I assume most of you will by now have some inkling of the latest Big Thing to come out of the US underground scene, Arizona's finest purveyors of emo (i.e. emotional punk), Jimmy Eat World. It seems that after 8 years spent in complete obscurity and three albums (two absolutely brilliant) that fell pretty much on deaf ears, some corporate bigwig decided that their fourth album, Bleed American, was sufficiently watered down in terms of the angst level of its melodies to be made amenable to the collectively insipid predilections of a mass audience. The JEW hype has been building up inexorably over the last few months or so, recently reaching fever pitch with covers in both Kerrang! and the NME. From the perspective of optimizing product promotion in the European market, the band's appearance at the Mean Fiddler on Friday the 25th of January, coming hot on the heels of this swelling of media attention, had all the makings of a coup de grace. I want to relate my experience of that gig, both as a means of venting my frustrations and so as to illuminate some of the deep-rooted afflictions that plague modern punk rock, especially in its relation to the voracious vulture that is mass culture.

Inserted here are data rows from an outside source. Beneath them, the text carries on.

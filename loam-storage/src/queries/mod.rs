//! Query modules for each table family.

pub mod associations;
pub mod entry_data;
pub mod fields;
pub mod settings;
//! Tracing initialization and configuration.

use std::sync::Once;

use tracing_subscriber::{fmt, prelude::*, EnvFilter};

static INIT: Once = Once::new();

/// Initialize the Loam tracing/logging system.
///
/// Reads the `LOAM_LOG` environment variable for per-subsystem log levels.
/// Format: `LOAM_LOG=loam_storage=debug,loam_core=info`
///
/// Falls back to `loam=info` if `LOAM_LOG` is not set or is invalid.
///
/// This function is idempotent; calling it multiple times is safe.
pub fn init_tracing() {
    INIT.call_once(|| {
        let filter =
            EnvFilter::try_from_env("LOAM_LOG").unwrap_or_else(|_| EnvFilter::new("loam=info"));

        tracing_subscriber::registry()
            .with(
                fmt::layer()
                    .with_target(true)
                    .with_file(true)
                    .with_line_number(true),
            )
            .with(filter)
            .init();
    });
}
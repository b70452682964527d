//! Per-field entry-data tables (`tbl_entries_data_{id}`).

use loam_core::errors::StorageError;
use loam_core::field::Field;
use rusqlite::{params, Connection};

pub fn table_name(field_id: i64) -> String {
    format!("tbl_entries_data_{field_id}")
}

/// Create the entry-data table for a field from its type's DDL.
pub fn create_table(conn: &Connection, field: &Field) -> Result<(), StorageError> {
    conn.execute_batch(&field.entry_table_sql())
        .map_err(StorageError::from_sqlite)
}

/// Drop the entry-data table for a field, if present.
pub fn drop_table(conn: &Connection, field_id: i64) -> Result<(), StorageError> {
    conn.execute_batch(&format!("DROP TABLE IF EXISTS {}", table_name(field_id)))
        .map_err(StorageError::from_sqlite)
}

/// Whether the entry-data table for a field exists.
pub fn table_exists(conn: &Connection, field_id: i64) -> Result<bool, StorageError> {
    let count: i64 = conn
        .query_row(
            "SELECT COUNT(*) FROM sqlite_master WHERE type = 'table' AND name = ?1",
            params![table_name(field_id)],
            |row| row.get(0),
        )
        .map_err(StorageError::from_sqlite)?;
    Ok(count > 0)
}

#[cfg(test)]
mod tests {
    use super::*;
    use crate::connection;
    use loam_core::field::builtin::InputField;

    #[test]
    fn create_and_drop() {
        let conn = connection::open_in_memory().unwrap();
        let mut field = Field::from_exemplar(Box::new(InputField::default()));
        field.row.id = 42;

        create_table(&conn, &field).unwrap();
        assert!(table_exists(&conn, 42).unwrap());

        drop_table(&conn, 42).unwrap();
        assert!(!table_exists(&conn, 42).unwrap());

        // Dropping a missing table is not an error.
        drop_table(&conn, 42).unwrap();
    }
}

By the time JEW appeared on stage, a little before 9 o'clock of that momentous evening, your loyal reporter had found himself hemmed in on all sides by droves of wide-eyed, baggily attired boys and girls in their early to middle teens. This was an ill omen if there ever was one. Now don't get me wrong - I don't hate young teenagers per se. I only abhor those precocious posers that invariably make a leap onto the punk rock bandwagon when it becomes commonly accepted and cool. This is a direct contradiction of the essence of punk, which is all about anti-conformity rather than heedless obsequiousness to the dictates of the latest fad, and it is a wholly ephemeral commitment, which flies out the window as soon as the fad inevitably begins to fade out. Given all this, I was understandably apprehensive. The ensuing events would confirm my fears in a dismally emphatic manner.

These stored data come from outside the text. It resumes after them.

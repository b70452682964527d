//! Field manager integration tests.

use std::sync::Arc;

use loam_core::config::ManagerConfig;
use loam_core::errors::{FieldError, StorageError};
use loam_core::field::builtin::InputField;
use loam_core::field::{FieldType, SettingColumn, SettingsMap};
use loam_core::types::{FieldChanges, FieldQuery, NewField, Restriction};
use loam_storage::queries::{associations, entry_data, settings};
use loam_storage::FieldManager;
use serde_json::Value;

fn manager() -> FieldManager {
    loam_core::tracing::init_tracing();
    FieldManager::in_memory(ManagerConfig::default()).unwrap()
}

fn new_field(field_type: &str, element_name: &str) -> NewField {
    NewField {
        field_type: field_type.to_string(),
        parent_section: 1,
        element_name: element_name.to_string(),
        ..NewField::default()
    }
}

// ---- add ----

#[test]
fn add_assigns_next_sortorder() {
    let mut mgr = manager();

    let first = mgr.add(&new_field("input", "title")).unwrap();
    let second = mgr.add(&new_field("input", "subtitle")).unwrap();

    let a = mgr.fetch_one(first).unwrap().unwrap();
    let b = mgr.fetch_one(second).unwrap().unwrap();
    assert_eq!(a.row.sortorder, 1);
    assert_eq!(b.row.sortorder, 2);

    // Explicit sortorder is honored, and the next auto value follows it.
    mgr.add(&NewField {
        sortorder: Some(10),
        ..new_field("input", "teaser")
    })
    .unwrap();
    let fourth = mgr.add(&new_field("input", "body")).unwrap();
    assert_eq!(mgr.fetch_one(fourth).unwrap().unwrap().row.sortorder, 11);
}

#[test]
fn add_creates_settings_row_and_entry_table() {
    let mut mgr = manager();
    let id = mgr
        .add(&NewField {
            settings: [("validator".to_string(), Value::String("number".into()))]
                .into_iter()
                .collect(),
            ..new_field("input", "price")
        })
        .unwrap();

    let field = mgr.fetch_one(id).unwrap().unwrap();
    assert_eq!(
        field.settings().get("validator"),
        Some(&Value::String("number".into()))
    );
    assert!(entry_data::table_exists(mgr.connection(), id).unwrap());

    let rows = settings::select_for(
        mgr.connection(),
        "input",
        field.settings_columns(),
        &[id],
    )
    .unwrap();
    assert_eq!(rows.len(), 1);
}

#[test]
fn add_derives_show_column_from_toggle_capability() {
    let mut mgr = manager();
    let checkbox = mgr.add(&new_field("checkbox", "published")).unwrap();
    let input = mgr.add(&new_field("input", "title")).unwrap();

    assert!(mgr.fetch_one(checkbox).unwrap().unwrap().row.show_column);
    assert!(!mgr.fetch_one(input).unwrap().unwrap().row.show_column);
}

#[test]
fn add_unknown_type_names_expected_manifest() {
    let mut mgr = manager();
    let err = mgr.add(&new_field("hologram", "ghost")).unwrap_err();

    match &err {
        FieldError::UnknownType { handle, expected } => {
            assert_eq!(handle, "hologram");
            assert!(expected.contains("field.hologram.toml"));
        }
        other => panic!("expected UnknownType, got {other:?}"),
    }
    assert!(err.to_string().contains("plugin is enabled"));
}

// ---- create ----

#[test]
fn create_returns_independent_clones() {
    let mut mgr = manager();

    let mut a = mgr.create("textarea").unwrap();
    let b = mgr.create("textarea").unwrap();
    assert_eq!(a.settings(), b.settings());

    let mut change = SettingsMap::new();
    change.insert("size".into(), Value::from(99));
    a.apply_settings(&change);

    assert_eq!(a.settings().get("size"), Some(&Value::from(99)));
    assert_eq!(b.settings().get("size"), Some(&Value::from(15)));
}

#[test]
fn create_resolves_class_style_aliases() {
    let mut mgr = manager();

    let field = mgr.create("fieldcheckbox").unwrap();
    assert_eq!(field.handle(), "checkbox");
    assert_eq!(field.row.field_type, "checkbox");

    // The canonical handle shares the pooled exemplar.
    let again = mgr.create("checkbox").unwrap();
    assert_eq!(again.handle(), "checkbox");
}

#[test]
fn create_rejects_invalid_handles() {
    let mut mgr = manager();
    assert!(matches!(
        mgr.create("Drop Table"),
        Err(FieldError::InvalidHandle { .. })
    ));
}

// ---- fetch ----

#[test]
fn fetch_one_returns_cached_instance() {
    let mut mgr = manager();
    let id = mgr.add(&new_field("input", "title")).unwrap();

    let first = mgr.fetch_one(id).unwrap().unwrap();
    let second = mgr.fetch_one(id).unwrap().unwrap();
    assert!(Arc::ptr_eq(&first, &second));
}

#[test]
fn fetch_serves_cached_ids_without_storage() {
    let mut mgr = manager();
    let id = mgr.add(&new_field("input", "title")).unwrap();
    let cached = mgr.fetch_one(id).unwrap().unwrap();

    // Remove the base row behind the manager's back; the hydrated cache
    // must still serve the instance.
    mgr.connection()
        .execute("DELETE FROM tbl_fields WHERE id = ?1", [id])
        .unwrap();

    let again = mgr.fetch_one(id).unwrap().unwrap();
    assert!(Arc::ptr_eq(&cached, &again));
}

#[test]
fn fetch_id_set_omits_unresolvable_ids() {
    let mut mgr = manager();
    let a = mgr.add(&new_field("input", "title")).unwrap();
    let b = mgr.add(&new_field("checkbox", "published")).unwrap();

    let map = mgr.fetch(&FieldQuery::by_ids(vec![a, b, 9999])).unwrap();
    assert_eq!(map.len(), 2);
    assert!(map.contains_key(&a));
    assert!(map.contains_key(&b));
    assert!(!map.contains_key(&9999));

    let empty = mgr.fetch(&FieldQuery::by_id(12345)).unwrap();
    assert!(empty.is_empty());
}

#[test]
fn fetch_restrictions_partition_by_capability() {
    let mut mgr = manager();
    let input = mgr.add(&new_field("input", "title")).unwrap();
    let checkbox = mgr.add(&new_field("checkbox", "published")).unwrap();
    let textarea = mgr.add(&new_field("textarea", "body")).unwrap();

    let toggleable = mgr
        .fetch(&FieldQuery {
            restriction: Restriction::ToggleableOnly,
            ..FieldQuery::default()
        })
        .unwrap();
    assert_eq!(toggleable.keys().copied().collect::<Vec<_>>(), vec![checkbox]);

    let filterable = mgr
        .fetch(&FieldQuery {
            restriction: Restriction::FilterableOnly,
            ..FieldQuery::default()
        })
        .unwrap();
    assert!(filterable.contains_key(&input));
    assert!(filterable.contains_key(&checkbox));
    assert!(!filterable.contains_key(&textarea));
}

#[test]
fn fetch_missing_settings_row_is_fatal() {
    let mut mgr = manager();
    let id = mgr.add(&new_field("input", "title")).unwrap();

    mgr.connection()
        .execute("DELETE FROM tbl_fields_input WHERE field_id = ?1", [id])
        .unwrap();

    let err = mgr.fetch_one(id).unwrap_err();
    match err {
        FieldError::MissingSettings { id: bad, handle } => {
            assert_eq!(bad, id);
            assert_eq!(handle, "input");
        }
        other => panic!("expected MissingSettings, got {other:?}"),
    }
}

// ---- edit ----

#[test]
fn edit_updates_base_columns_and_invalidates_cache() {
    let mut mgr = manager();
    let id = mgr.add(&new_field("input", "title")).unwrap();
    let before = mgr.fetch_one(id).unwrap().unwrap();

    let changed = mgr
        .edit(
            id,
            &FieldChanges {
                element_name: Some("headline".into()),
                ..FieldChanges::default()
            },
        )
        .unwrap();
    assert!(changed);

    let after = mgr.fetch_one(id).unwrap().unwrap();
    assert!(!Arc::ptr_eq(&before, &after));
    assert_eq!(after.row.element_name, "headline");
}

#[test]
fn edit_merges_settings_over_existing_row() {
    let mut mgr = manager();
    let id = mgr
        .add(&NewField {
            settings: [(
                "description".to_string(),
                Value::String("show on front page".into()),
            )]
            .into_iter()
            .collect(),
            ..new_field("checkbox", "featured")
        })
        .unwrap();

    mgr.edit(
        id,
        &FieldChanges {
            settings: [("default_state".to_string(), Value::Bool(true))]
                .into_iter()
                .collect(),
            ..FieldChanges::default()
        },
    )
    .unwrap();

    let field = mgr.fetch_one(id).unwrap().unwrap();
    assert_eq!(field.settings().get("default_state"), Some(&Value::Bool(true)));
    assert_eq!(
        field.settings().get("description"),
        Some(&Value::String("show on front page".into()))
    );
}

#[test]
fn edit_type_change_moves_the_settings_row() {
    let mut mgr = manager();
    let id = mgr
        .add(&NewField {
            settings: [("validator".to_string(), Value::String("number".into()))]
                .into_iter()
                .collect(),
            ..new_field("input", "price")
        })
        .unwrap();

    let changed = mgr
        .edit(
            id,
            &FieldChanges {
                field_type: Some("checkbox".into()),
                settings: [("default_state".to_string(), Value::Bool(true))]
                    .into_iter()
                    .collect(),
                ..FieldChanges::default()
            },
        )
        .unwrap();
    assert!(changed);

    // The field hydrates under the new type, with the new settings row.
    let field = mgr.fetch_one(id).unwrap().unwrap();
    assert_eq!(field.handle(), "checkbox");
    assert_eq!(field.settings().get("default_state"), Some(&Value::Bool(true)));

    // The old type's table no longer holds a row for this field.
    let old = settings::select_for(
        mgr.connection(),
        "input",
        InputField::default().settings_columns(),
        &[id],
    )
    .unwrap();
    assert!(old.is_empty());
}

#[test]
fn edit_type_change_without_settings_keeps_field_fetchable() {
    let mut mgr = manager();
    let id = mgr.add(&new_field("input", "flag")).unwrap();

    mgr.edit(
        id,
        &FieldChanges {
            field_type: Some("checkbox".into()),
            ..FieldChanges::default()
        },
    )
    .unwrap();

    // A defaults row was written for the new type, so hydration works.
    let field = mgr.fetch_one(id).unwrap().unwrap();
    assert_eq!(field.handle(), "checkbox");
    assert_eq!(field.settings().get("default_state"), Some(&Value::Bool(false)));
}

#[test]
fn edit_to_unknown_type_is_rejected_before_writing() {
    let mut mgr = manager();
    let id = mgr.add(&new_field("input", "title")).unwrap();

    let err = mgr
        .edit(
            id,
            &FieldChanges {
                field_type: Some("hologram".into()),
                ..FieldChanges::default()
            },
        )
        .unwrap_err();
    assert!(matches!(err, FieldError::UnknownType { .. }));

    // Nothing was written; the field still hydrates under its old type.
    assert_eq!(mgr.fetch_one(id).unwrap().unwrap().handle(), "input");
}

#[test]
fn edit_missing_field_with_settings_is_not_found() {
    let mut mgr = manager();
    let err = mgr
        .edit(
            404,
            &FieldChanges {
                settings: [("validator".to_string(), Value::String("number".into()))]
                    .into_iter()
                    .collect(),
                ..FieldChanges::default()
            },
        )
        .unwrap_err();
    assert!(matches!(err, FieldError::NotFound { id: 404 }));
}

// ---- delete ----

#[test]
fn delete_removes_every_artifact() {
    let mut mgr = manager();
    let id = mgr.add(&new_field("checkbox", "published")).unwrap();
    associations::insert(
        mgr.connection(),
        &associations::AssociationRow {
            parent_section_id: 1,
            parent_section_field_id: id,
            child_section_id: 2,
            child_section_field_id: 77,
            hide_association: false,
        },
    )
    .unwrap();

    mgr.delete(id).unwrap();

    assert!(mgr.fetch_one(id).unwrap().is_none());
    assert!(!entry_data::table_exists(mgr.connection(), id).unwrap());
    assert_eq!(associations::count_for_field(mgr.connection(), id).unwrap(), 0);

    let field = mgr.create("checkbox").unwrap();
    let rows = settings::select_for(
        mgr.connection(),
        "checkbox",
        field.settings_columns(),
        &[id],
    )
    .unwrap();
    assert!(rows.is_empty());
}

#[test]
fn delete_missing_field_is_an_error() {
    let mut mgr = manager();
    assert!(matches!(
        mgr.delete(31337),
        Err(FieldError::NotFound { id: 31337 })
    ));
}

#[derive(Debug, Clone, Default)]
struct MarkerField;

impl FieldType for MarkerField {
    fn handle(&self) -> &'static str {
        "marker"
    }

    fn settings_columns(&self) -> &'static [SettingColumn] {
        &[]
    }

    fn settings(&self) -> SettingsMap {
        SettingsMap::new()
    }

    fn apply_settings(&mut self, _row: &SettingsMap) {}

    fn tear_down(
        &self,
        conn: &rusqlite::Connection,
        field_id: i64,
    ) -> Result<(), StorageError> {
        conn.execute_batch(&format!(
            "CREATE TABLE IF NOT EXISTS teardown_marker (field_id INTEGER);
             INSERT INTO teardown_marker (field_id) VALUES ({field_id});"
        ))
        .map_err(StorageError::from_sqlite)
    }
}

#[test]
fn delete_runs_type_teardown_hook() {
    let mut mgr = manager();
    mgr.registry_mut()
        .register("marker", || Box::new(MarkerField));

    let id = mgr.add(&new_field("marker", "tracked")).unwrap();
    mgr.delete(id).unwrap();

    let marked: i64 = mgr
        .connection()
        .query_row(
            "SELECT field_id FROM teardown_marker",
            [],
            |row| row.get(0),
        )
        .unwrap();
    assert_eq!(marked, id);
}

// ---- discovery ----

#[test]
fn list_all_reads_configured_directories() {
    let dir = tempfile::tempdir().unwrap();
    let root = dir.path();
    std::fs::create_dir_all(root.join("fields")).unwrap();
    std::fs::write(root.join("fields/field.input.toml"), "").unwrap();
    std::fs::create_dir_all(root.join("plugins/members/fields")).unwrap();
    std::fs::write(root.join("plugins/members/fields/field.member_role.toml"), "").unwrap();

    let config = ManagerConfig {
        fields_dir: Some(root.join("fields")),
        plugins_dir: Some(root.join("plugins")),
        enabled_plugins: vec!["members".into()],
        database: None,
    };
    let mgr = FieldManager::in_memory(config).unwrap();
    assert_eq!(mgr.list_all(), vec!["input", "member_role"]);
}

Quite honestly, I do not know where to begin in recounting the horrors that I had the ill fortune to witness. I breathed in the pungent stench of the crowd's arena rock mentality, manifested in such atrocities as football-style rhythmic clapping and screaming hysterics. I cringed at their mindless moshing to songs like "Goodbye Sky Harbour", a slow-moving gem of nostalgic evocation, and their palpable incapacity to relate their actions in the pit to what was happening on stage in general. I was bemused but ultimately unsurprised to find them hopping like well-tuned mechanical monkeys to the 'hits' (ugh!) in the new album, and displaying a blissful ignorance of any of the band's material prior to Bleed American. And on and on...

The kids are not all right, as the celebrated Who ditty would have you believe. They're mostly idiots. Marionettes with manufactured tastes. And when punk bands hit the big time, they do so by appealing to this kind of people. A twofold problem thus emerges: firstly, as regards the bands that do genuinely come from an underground scene, the temptation of selling out - compromising their artistic or political integrity for commercial success - rears its ugly head. On the other hand, the promotion of a punk trend precipitates a proliferation of new bands with the 'right' punk looks and sound, but with no soul. Thus a cancer grows upon the scene, devouring the few remaining islets of authenticity in it and, if we're not careful, the outcome will be a thousand new meaningless products where once there was a community.

JEW were mostly good, although they only played for an hour or so, and the main singer was not quite up to par in some of the more demanding older numbers. Rock stardom now stares them in the face: let us hope that it does not overwhelm them, one way or another.